Don't forget that Jesus did not live and die for us to appease an angry God. Jesus lived and died for us because God-in-Christ endured our sin, carried our sin, suffered our defiant, violent rejection, and, instead of paying us back with wrath, God forgave us freely with grace. "For love's sake, God opts for mercy and forgiveness on Good Friday. God chooses restoration over retribution. He does this for us; he does it for love." (Jersak)
We are not Jesus. But the Living Christ lives in us, moves in us, acts in us, if we freely allow ourselves to be his instruments. If we speak and act as Jesus did and does, freely, with merciful love - imagine what God can accomplish in us and with us! Who knows how a simple word or deed of ours affects someone else's life? For someone in poverty or depression, our words and deeds can literally save lives.
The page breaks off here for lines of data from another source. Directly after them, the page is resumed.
mod client;

pub use client::TransactionClient;

#[cfg(test)]
use mockall::automock;
use rust_decimal::Decimal;

use crate::GatewayError;
use crate::GatewayResponse;
use crate::ReferenceNumber;
use crate::Transaction;

/// Operations offered by an ACH transaction gateway.
#[cfg_attr(test, automock)]
pub trait TransactionProcessor {
    /// Pings the gateway.
    fn test_connection(&self) -> Result<bool, GatewayError>;
    /// Asks the gateway whether the configured credentials are valid.
    fn test_credentials(&self) -> Result<bool, GatewayError>;
    /// Submits a transaction for authorization. On success the response carries
    /// the reference number used by every later call.
    fn authorize(&self, transaction: &Transaction) -> Result<GatewayResponse, GatewayError>;
    /// Captures up to the authorized amount.
    fn capture(
        &self,
        reference: &ReferenceNumber,
        amount: Decimal,
    ) -> Result<GatewayResponse, GatewayError>;
    /// Cancels a transaction that has not settled yet.
    fn void(&self, reference: &ReferenceNumber) -> Result<GatewayResponse, GatewayError>;
    /// Returns the funds of a settled transaction.
    fn refund(&self, reference: &ReferenceNumber) -> Result<GatewayResponse, GatewayError>;
}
Our forgiveness can literally bring someone back from the brink of a grave of self-hate or despair. Daily, if we quietly "lay down our lives" for others - our spouses, children, parents, friends, co-workers - our love for them is a life-saving, heart-changing remedy for them.
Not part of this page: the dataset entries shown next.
//! Stateful front end over a [`TransactionProcessor`].
//!
//! A session follows one transaction at a time: it remembers the reference
//! number the gateway handed out, the last message it sent back and the state
//! the transaction was last seen in. Each operation answers with a plain
//! `bool`; the details are read back from the session afterwards.
//!
//! # Example
//!
//! ```no_run
//! use profitstars_ach::{GatewayConfig, TransactionClient, TransactionSession, Transaction};
//!
//! let config = GatewayConfig::from_env()?;
//! let mut session = TransactionSession::new(TransactionClient::connect(&config)?);
//! let transaction = Transaction::builder()
//!     // ...
//!     .build();
//! if session.authorize_transaction(&transaction) {
//!     session.capture_transaction(transaction.total_amount().unwrap_or_default());
//! }
//! println!("{}", session.response_message());
//! ```
use std::fmt;

use log::warn;
use rust_decimal::Decimal;

use crate::GatewayError;
use crate::GatewayResponse;
use crate::ReferenceNumber;
use crate::Transaction;
use crate::TransactionProcessor;
use crate::TransactionState;

pub const NO_REFERENCE_MESSAGE: &str = "No reference number; authorize a transaction first";

pub struct TransactionSession<P> {
    processor: P,
    reference_number: Option<ReferenceNumber>,
    response_message: String,
    state: TransactionState,
    last_error: Option<GatewayError>,
}

impl<P> fmt::Debug for TransactionSession<P> {
    fn fmt(&self, f: &mut fmt::Formatter<'_>) -> fmt::Result {
        f.debug_struct("TransactionSession")
            .field("reference_number", &self.reference_number)
            .field("response_message", &self.response_message)
            .field("state", &self.state)
            .finish()
    }
}

impl<P: TransactionProcessor> TransactionSession<P> {
    pub fn new(processor: P) -> Self {
        TransactionSession {
            processor,
            reference_number: None,
            response_message: String::new(),
            state: TransactionState::Uninitiated,
            last_error: None,
        }
    }

    pub fn processor(&self) -> &P {
        &self.processor
    }

    pub fn reference_number(&self) -> Option<&ReferenceNumber> {
        self.reference_number.as_ref()
    }

    /// Points the session at an existing transaction, e.g. to refund one that
    /// was captured earlier. The transaction is assumed settled; the gateway
    /// has the final word.
    pub fn set_reference_number(&mut self, reference: ReferenceNumber) {
        self.resume(reference, TransactionState::Settled);
    }

    /// Picks up an existing transaction believed to be in `state`.
    pub fn resume(&mut self, reference: ReferenceNumber, state: TransactionState) {
        self.reference_number = Some(reference);
        self.state = state;
    }

    pub fn response_message(&self) -> &str {
        &self.response_message
    }

    pub fn state(&self) -> TransactionState {
        self.state
    }

    /// Fault raised by the last call when it never got a gateway verdict.
    pub fn last_error(&self) -> Option<&GatewayError> {
        self.last_error.as_ref()
    }

    /// Records that the current transaction cleared the banking network.
    pub fn mark_settled(&mut self) {
        self.state = TransactionState::Settled;
    }

    pub fn test_connection(&mut self) -> bool {
        let result = self.processor.test_connection();
        self.health_check("Connection", result)
    }

    pub fn test_credentials(&mut self) -> bool {
        let result = self.processor.test_credentials();
        self.health_check("Credentials", result)
    }

    /// Starts a new transaction. The previous reference number is dropped
    /// whether or not the authorization succeeds.
    pub fn authorize_transaction(&mut self, transaction: &Transaction) -> bool {
        self.reference_number = None;
        self.state = TransactionState::Uninitiated;
        let result = self.processor.authorize(transaction);
        self.record(result, TransactionState::Authorized)
    }

    /// Captures the transaction at the current reference number.
    pub fn capture_transaction(&mut self, amount: Decimal) -> bool {
        let Some(reference) = self.current_reference() else {
            return false;
        };
        if !self.state.can_capture() {
            warn!("Capturing {} while it is {:?}", reference, self.state);
        }
        let result = self.processor.capture(&reference, amount);
        self.record(result, TransactionState::Captured)
    }

    /// Voids the transaction at the current reference number.
    pub fn void_transaction(&mut self) -> bool {
        let Some(reference) = self.current_reference() else {
            return false;
        };
        if !self.state.can_void() {
            warn!("Voiding {} while it is {:?}", reference, self.state);
        }
        let result = self.processor.void(&reference);
        self.record(result, TransactionState::Voided)
    }

    /// Refunds the transaction at the current reference number.
    pub fn refund_transaction(&mut self) -> bool {
        let Some(reference) = self.current_reference() else {
            return false;
        };
        if !self.state.can_refund() {
            warn!("Refunding {} while it is {:?}", reference, self.state);
        }
        let result = self.processor.refund(&reference);
        self.record(result, TransactionState::Refunded)
    }

    fn current_reference(&mut self) -> Option<ReferenceNumber> {
        self.last_error = None;
        if self.reference_number.is_none() {
            self.response_message = NO_REFERENCE_MESSAGE.to_string();
        }
        self.reference_number.clone()
    }

    fn health_check(&mut self, what: &str, result: Result<bool, GatewayError>) -> bool {
        self.last_error = None;
        match result {
            Ok(true) => {
                self.response_message = format!("{} OK", what);
                true
            }
            Ok(false) => {
                self.response_message = format!("{} check failed", what);
                false
            }
            Err(e) => self.fail(e),
        }
    }

    fn record(
        &mut self,
        result: Result<GatewayResponse, GatewayError>,
        on_success: TransactionState,
    ) -> bool {
        self.last_error = None;
        match result {
            Ok(response) => {
                self.response_message = response.message;
                if response.success {
                    if let Some(reference) = response.reference_number {
                        self.reference_number = Some(reference);
                    }
                    self.state = on_success;
                }
                response.success
            }
            Err(e) => self.fail(e),
        }
    }

    fn fail(&mut self, e: GatewayError) -> bool {
        warn!("Gateway call failed - {}", e);
        self.response_message = e.to_string();
        self.last_error = Some(e);
        false
    }
}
We must never forget what the sacrifice of Jesus accomplished and continues to accomplish:
"Amazingly, Jesus' forgiveness extends beyond the conspirators and agents of his crucifixion - beyond Pilate and Caiaphas and their cronies. He applies forgiveness to all humankind for all time. How? Why is this death, this blood, this forgiveness, universal? I suspect it is because the blood shed is the blood of God, who is himself universal, an eternal storehouse of mercy. This God who is universal love empties himself and pours eternal love into the cosmos though the wounds of that first century Rabbi, Jesus of Nazareth."
What a deep Mystery this is! All of our sins are forgiven and wiped away by the intense love and mystery of God-in-Jesus. Don't we feel intense relief? Don't we want to now be more and more like Him in our ability to love? If we are so freely loved by God, doesn't God ask us to love others freely in His Name? When someone loves us so intensely, how can we refuse?
When we offer God our small simple sacrifice of our daily words and actions out of our free love, our merciful God doesn't expect Divine perfection of us. All God asks is that we attend to His school of love - the sacrifice of His Son's life and death for us - with a willing heart. If we open our hearts to Him, willing to love ever and ever more deeply and freely, we will become more of who we are - created in God's Image and Likeness - and truly we will set small, hidden fires ablaze in the hearts of those who are touched by our lives.